* **Exercise materials**
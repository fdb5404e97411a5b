//! Scoring a dataset split with a trained model.

use crate::{common::*, model::Model, utils};
use tokio::runtime::Handle;

/// The outcome of an evaluation pass.
#[derive(Debug)]
pub struct Evaluation {
    pub metrics: EvaluationMetrics,
    /// The requested input image and its reconstruction, `[1, H, W]` each.
    pub example: Option<(Tensor, Tensor)>,
}

/// Scores every image of the dataset by its reconstruction error.
///
/// If `threshold` is `None`, the F1-optimal threshold of this split is
/// used. Otherwise the F1 score is computed at the given threshold.
/// The image at `example_index` is kept along with its reconstruction.
#[allow(clippy::too_many_arguments)]
pub fn evaluate(
    model: &Model,
    dataset: &MuraDataset,
    loss_fn: ReconstructionLoss,
    threshold: Option<R64>,
    example_index: Option<usize>,
    batch_size: usize,
    device: Device,
    runtime: &Handle,
    desc: &str,
) -> Result<Evaluation> {
    ensure!(!dataset.is_empty(), "the {} set is empty", desc);
    if let Some(index) = example_index {
        ensure!(
            index < dataset.len(),
            "example index {} is out of range for {} images",
            index,
            dataset.len()
        );
    }

    let bar = utils::batch_progress_bar(desc, dataset.num_batches(batch_size))?;
    let mut accumulator = ScoreAccumulator::new();
    let mut example = None;
    let mut stream = dataset.batches(batch_size, None)?;
    let mut offset = 0;

    while let Some(batch) = runtime.block_on(stream.next()) {
        let batch = batch?.to_device(device);
        let output = model.reconstruct(&batch.image)?;
        let scores = tch::no_grad(|| loss_fn.anomaly_scores(&output, &batch.image, &batch.mask))?;
        accumulator.push_batch(&scores, &batch.labels)?;

        let len = batch.image.size()[0] as usize;
        if let Some(index) = example_index {
            if (offset..offset + len).contains(&index) {
                let index = (index - offset) as i64;
                example = Some((batch.image.get(index), output.get(index)));
            }
        }
        offset += len;
        bar.inc(1);
    }
    bar.finish();

    let metrics = accumulator.finish(threshold)?;
    info!(
        "{}: roc-auc {:.5}\tmse {:.5}\tf1-score {:.5}\tthreshold {:.5}",
        desc, metrics.roc_auc, metrics.mse, metrics.f1_score, metrics.threshold
    );

    Ok(Evaluation { metrics, example })
}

* **Your goal**
Identify each line in the records above that contains the word "finish", and copy it out in full.

* **Result below**
    bar.finish();
    let metrics = accumulator.finish(threshold)?;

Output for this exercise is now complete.